Allocation randomized
Endpoint classification efficacy study
Intervention model parallel assignment
Masking double-blind
Primary purpose treatment
Arm
(Experimental)
telmisartan 80 mg + hydrochlorothiazide (HCTZ) 12.5 mg fixed dose combination (FDC) and amlodipine 5 mg capsule (after the 8-week double-blind period, patients will continue the 52-week open label extension period taking 1 telmisartan 80 mg and hydrochlorothiazide 12.5 FDC tablet and 1 amlodipine 5 mg tablet)
telmisartan + hctz
FDC tablet
amlodipine
capsule
(Active Comparator)
telmisartan 80 mg + HCTZ FDC tablet and placebo matching amlodipine 5 mg capsule (after the 8-week double-blind period, patients will continue the 52-week open label extension period taking 1 telmisartan 80 mg and hydrochlorothiazide 12.5 FDC tablet and 1 amlodipine 5 mg tablet)
placebo
placebo matching amlodipine capsule
telmisartan + hctz
FDC tablet

Primary Outcomes

Measure
Change from baseline in mean seated diastolic blood pressure (DBP) at trough after 8 weeks of the double-blind period
time frame: baseline and week 8

Secondary Outcomes

Measure
The number of patients with DBP<90 mmHg and SBP<140 mmHg as seated blood pressure at trough after 8 weeks of the double-blind period
time frame: week 8
The number of patients with DBP<90 mmHg and SBP<140 mmHg as seated blood pressure at trough after 52weeks of the extension period
time frame: week 52
Change from baseline in mean seated systolic blood pressure (SBP) at trough after 8 weeks of the double-blind period
time frame: baseline and week 8
Change from baseline in mean seated DBP at trough after 52weeks of the extension period
time frame: baseline and week 52
Change from baseline in mean seated SBP at trough after 52weeks of the extension period
time frame: baseline and week 52

Eligibility Criteria

Male or female participants at least 20 years old.

Inclusion criteria: 1. Essential hypertensive patients who have already taking 2 or 3 antihypertensive drugs and mean seated diastolic blood pressure (DBP) must be >=90 and <=114 mmHg and mean seated systolic blood pressure (SBP) must be =<200 mmHg 2. Able to stop all current antihypertensive drugs (other than study medication) from Visit 1b through the end of the trial without risk to the patient based on the investigator's opinion 3. Age 20 years or older Exclusion criteria: 1. Patients with known or suspected secondary hypertension 2. Patients with clinically relevant cardiac arrhythmia 3. Congestive heart failure with New York Heart Association (NYHA) functional class III-IV 4. Patients with recent cardiovascular events 5. Patients with recent stroke events 6. Patients with a history of sudden deterioration of renal function with angiotensin II receptor blockers or angiotensin converting enzyme inhibitors; or patients with post-renal transplant or post-nephrectomy 7. Patients with hepatic and/or renal dysfunction 8. Pre-menopausal women who are nursing or pregnant

Additional Information

Official title An Eight-week Randomised Double-blind Study to Compare the Efficacy and Safety of Telmisartan 80 mg and Amlodipine 5 mg and Hydrochlorothiazide 12.5 mg vs.

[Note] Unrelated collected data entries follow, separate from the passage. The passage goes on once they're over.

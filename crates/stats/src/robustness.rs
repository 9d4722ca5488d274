//! Robustness checks for the primary correlation and the regression.
//!
//! Bootstrap iterations are seeded per iteration (`seed`, stream = iteration
//! index), so the distribution does not depend on how rayon schedules the
//! chunks. Both the bootstrap and cross-validation honour a wall-clock budget
//! and report `PARTIAL` with the work actually completed.

use std::time::{Duration, Instant};

use rand::{Rng, SeedableRng};
use rand_chacha::ChaCha8Rng;
use rayon::prelude::*;
use serde::{Deserialize, Serialize};
use sentiment_impact_core::{BootstrapConfig, Flag};
use tracing::{debug, warn};

use crate::correlation::CorrelationMethod;
use crate::descriptive::z_scores;
use crate::regression::{fit_ols, r_squared};
use crate::types::RunStatus;

/// Iterations per parallel chunk; the deadline is checked between chunks.
pub const BOOTSTRAP_CHUNK: usize = 500;

// ============================================
// Outliers
// ============================================

#[derive(Debug, Clone, PartialEq, Serialize, Deserialize)]
pub struct OutlierSensitivity {
    pub z_threshold: f64,
    pub excluded_event_ids: Vec<String>,
    pub r_all: Option<f64>,
    pub r_trimmed: Option<f64>,
    /// `r_trimmed - r_all`.
    pub delta: Option<f64>,
    pub trimmed_sample_size: usize,
}

/// Recomputes the correlation without points whose price change has |z| above the threshold.
pub fn outlier_sensitivity(
    method: CorrelationMethod,
    ids: &[String],
    x: &[f64],
    y: &[f64],
    z_threshold: f64,
) -> OutlierSensitivity {
    let r_all = method.coefficient(x, y);
    let keep: Vec<bool> = match z_scores(y) {
        Some(z) => z.iter().map(|v| v.abs() <= z_threshold).collect(),
        None => vec![true; y.len()],
    };

    let mut excluded_event_ids = Vec::new();
    let mut x_kept = Vec::with_capacity(x.len());
    let mut y_kept = Vec::with_capacity(y.len());
    for (i, kept) in keep.iter().enumerate() {
        if *kept {
            x_kept.push(x[i]);
            y_kept.push(y[i]);
        } else if let Some(id) = ids.get(i) {
            excluded_event_ids.push(id.clone());
        }
    }

    let r_trimmed = method.coefficient(&x_kept, &y_kept);
    OutlierSensitivity {
        z_threshold,
        excluded_event_ids,
        r_all,
        r_trimmed,
        delta: r_all.zip(r_trimmed).map(|(a, t)| t - a),
        trimmed_sample_size: x_kept.len(),
    }
}

// ============================================
// Bootstrap
// ============================================

#[derive(Debug, Clone, PartialEq, Serialize, Deserialize)]
pub struct BootstrapResult {
    pub statistic: String,
    pub point_estimate: f64,
    /// Absent when no resample produced a value.
    pub confidence_interval: Option<(f64, f64)>,
    pub confidence_level: f64,
    /// Bootstrap standard error; absent with fewer than two resampled values.
    pub standard_error: Option<f64>,
    /// Estimated bias (mean of bootstrap - point estimate).
    pub bias: Option<f64>,
    pub iterations_requested: usize,
    pub iterations_completed: usize,
    /// Resamples on which the statistic was undefined (e.g. constant series).
    pub degenerate_resamples: usize,
    pub status: RunStatus,
    #[serde(default, skip_serializing_if = "Vec::is_empty")]
    pub flags: Vec<Flag>,
}

impl BootstrapResult {
    /// Returns the width of the confidence interval.
    #[must_use]
    pub fn ci_width(&self) -> Option<f64> {
        self.confidence_interval.map(|(lo, hi)| hi - lo)
    }

    /// Returns true if zero is outside the confidence interval.
    #[must_use]
    pub fn excludes_zero(&self) -> bool {
        self.confidence_interval
            .is_some_and(|(lo, hi)| lo > 0.0 || hi < 0.0)
    }
}

/// Percentile interval over a sorted distribution; `None` when it is empty.
#[must_use]
pub fn percentile_ci(distribution: &[f64], confidence_level: f64) -> Option<(f64, f64)> {
    if distribution.is_empty() {
        return None;
    }
    if distribution.len() == 1 {
        return Some((distribution[0], distribution[0]));
    }

    let alpha = 1.0 - confidence_level;
    let n = distribution.len();

    let lower_idx = ((alpha / 2.0) * n as f64).floor() as usize;
    let upper_idx = ((1.0 - alpha / 2.0) * n as f64).ceil() as usize;

    let lower_idx = lower_idx.min(n - 1);
    let upper_idx = upper_idx.min(n - 1).max(lower_idx);

    Some((distribution[lower_idx], distribution[upper_idx]))
}

/// Paired bootstrap resampler for a correlation coefficient.
pub struct BootstrapResampler {
    config: BootstrapConfig,
}

impl BootstrapResampler {
    #[must_use]
    pub fn new(config: BootstrapConfig) -> Self {
        Self { config }
    }

    #[must_use]
    pub fn config(&self) -> &BootstrapConfig {
        &self.config
    }

    fn iteration_rng(&self, iteration: usize) -> ChaCha8Rng {
        let mut rng = ChaCha8Rng::seed_from_u64(self.config.seed);
        rng.set_stream(iteration as u64);
        rng
    }

    fn resample_once(&self, method: CorrelationMethod, x: &[f64], y: &[f64], iteration: usize) -> Option<f64> {
        let n = x.len();
        let mut rng = self.iteration_rng(iteration);
        let mut xs = Vec::with_capacity(n);
        let mut ys = Vec::with_capacity(n);
        for _ in 0..n {
            let i = rng.gen_range(0..n);
            xs.push(x[i]);
            ys.push(y[i]);
        }
        method.coefficient(&xs, &ys)
    }

    /// Bootstraps the correlation of `x` and `y`; `None` when the full-sample
    /// coefficient is undefined.
    pub fn bootstrap_correlation(
        &self,
        method: CorrelationMethod,
        x: &[f64],
        y: &[f64],
    ) -> Option<BootstrapResult> {
        let n = x.len().min(y.len());
        let (x, y) = (&x[..n], &y[..n]);
        let point_estimate = method.coefficient(x, y)?;

        let requested = self.config.iterations;
        let deadline = self
            .config
            .max_duration_ms
            .map(|ms| Instant::now() + Duration::from_millis(ms));

        let mut distribution: Vec<f64> = Vec::with_capacity(requested);
        let mut completed = 0;
        let mut degenerate = 0;
        while completed < requested {
            if deadline.is_some_and(|d| Instant::now() >= d) {
                warn!(completed, requested, "Bootstrap budget exhausted");
                break;
            }
            let end = (completed + BOOTSTRAP_CHUNK).min(requested);
            let chunk: Vec<Option<f64>> = (completed..end)
                .into_par_iter()
                .map(|i| self.resample_once(method, x, y, i))
                .collect();
            degenerate += chunk.iter().filter(|v| v.is_none()).count();
            distribution.extend(chunk.into_iter().flatten());
            completed = end;
        }

        distribution.sort_by(f64::total_cmp);
        let confidence_interval = percentile_ci(&distribution, self.config.confidence_level);

        let mean = (!distribution.is_empty())
            .then(|| distribution.iter().sum::<f64>() / distribution.len() as f64);
        let bias = mean.map(|m| m - point_estimate);
        let standard_error = mean.filter(|_| distribution.len() >= 2).map(|m| {
            let variance = distribution.iter().map(|v| (v - m).powi(2)).sum::<f64>()
                / (distribution.len() - 1) as f64;
            variance.sqrt()
        });
        if distribution.is_empty() {
            warn!(completed, degenerate, "Bootstrap produced no usable resamples");
        }

        let status = if completed < requested {
            RunStatus::Partial
        } else {
            RunStatus::Complete
        };
        debug!(completed, degenerate, ?status, "Bootstrap finished");

        Some(BootstrapResult {
            statistic: method.as_str().to_string(),
            point_estimate,
            confidence_interval,
            confidence_level: self.config.confidence_level,
            standard_error,
            bias,
            iterations_requested: requested,
            iterations_completed: completed,
            degenerate_resamples: degenerate,
            status,
            flags: if status == RunStatus::Partial {
                vec![Flag::TimeoutPartial]
            } else {
                Vec::new()
            },
        })
    }
}

// ============================================
// Cross-validation
// ============================================

#[derive(Debug, Clone, PartialEq, Serialize, Deserialize)]
pub struct CrossValidationResult {
    pub folds: usize,
    pub folds_completed: usize,
    /// Out-of-fold R² per completed fold.
    pub fold_r_squared: Vec<f64>,
    pub mean_r_squared: Option<f64>,
    pub std_r_squared: Option<f64>,
    pub status: RunStatus,
    #[serde(default, skip_serializing_if = "Vec::is_empty")]
    pub flags: Vec<Flag>,
    #[serde(default, skip_serializing_if = "Vec::is_empty")]
    pub warnings: Vec<String>,
}

/// K-fold cross-validation of the OLS R².
///
/// Rows must already be in timestamp order; row `i` goes to fold `i % k`.
pub fn cross_validate(rows: &[Vec<f64>], y: &[f64], k: usize, budget: Option<Duration>) -> CrossValidationResult {
    let n = rows.len().min(y.len());
    let regressors = rows.first().map_or(0, Vec::len);
    let mut result = CrossValidationResult {
        folds: k,
        folds_completed: 0,
        fold_r_squared: Vec::new(),
        mean_r_squared: None,
        std_r_squared: None,
        status: RunStatus::Complete,
        flags: Vec::new(),
        warnings: Vec::new(),
    };

    // each training set must still hold more rows than coefficients
    if k < 2 || n < k * 2 || n - n.div_ceil(k) <= regressors + 1 {
        result.flags.push(Flag::InsufficientSample);
        result
            .warnings
            .push(format!("{} rows are too few for {}-fold cross-validation", n, k));
        return result;
    }

    let deadline = budget.map(|b| Instant::now() + b);
    for fold in 0..k {
        if deadline.is_some_and(|d| Instant::now() >= d) {
            result.status = RunStatus::Partial;
            result.flags.push(Flag::TimeoutPartial);
            warn!(completed = result.folds_completed, k, "Cross-validation budget exhausted");
            break;
        }

        let (mut train_rows, mut train_y) = (Vec::new(), Vec::new());
        let (mut test_rows, mut test_y) = (Vec::new(), Vec::new());
        for i in 0..n {
            if i % k == fold {
                test_rows.push(&rows[i]);
                test_y.push(y[i]);
            } else {
                train_rows.push(rows[i].clone());
                train_y.push(y[i]);
            }
        }

        result.folds_completed += 1;
        match fit_ols(&train_rows, &train_y) {
            Some(fit) => {
                let predicted: Vec<f64> = test_rows.iter().map(|r| fit.predict(r)).collect();
                result.fold_r_squared.push(r_squared(&test_y, &predicted));
            }
            None => result
                .warnings
                .push(format!("fold {} training design matrix is singular", fold)),
        }
    }

    let scores = &result.fold_r_squared;
    if !scores.is_empty() {
        let mean = scores.iter().sum::<f64>() / scores.len() as f64;
        let variance = scores.iter().map(|v| (v - mean).powi(2)).sum::<f64>() / scores.len() as f64;
        result.mean_r_squared = Some(mean);
        result.std_r_squared = Some(variance.sqrt());
    }
    result
}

Telmisartan 80 mg and Hydrochlorothiazide 12.5 mg in Patients With Hypertension Who Fail to Respond Adequately to Treatment With Telmisartan 80 mg and Hydrochlorothiazide 12.5 mg, Followed by a 52 Weeks Extension Study to Assess Long Term Safety of Telmisartan 80 mg and Amlodipine 5 mg and Hydrochlorothiazide 12.5 mg
Trial information was received from ClinicalTrials.gov and was last updated in August 2014.
Information provided to ClinicalTrials.gov by Boehringer Ingelheim.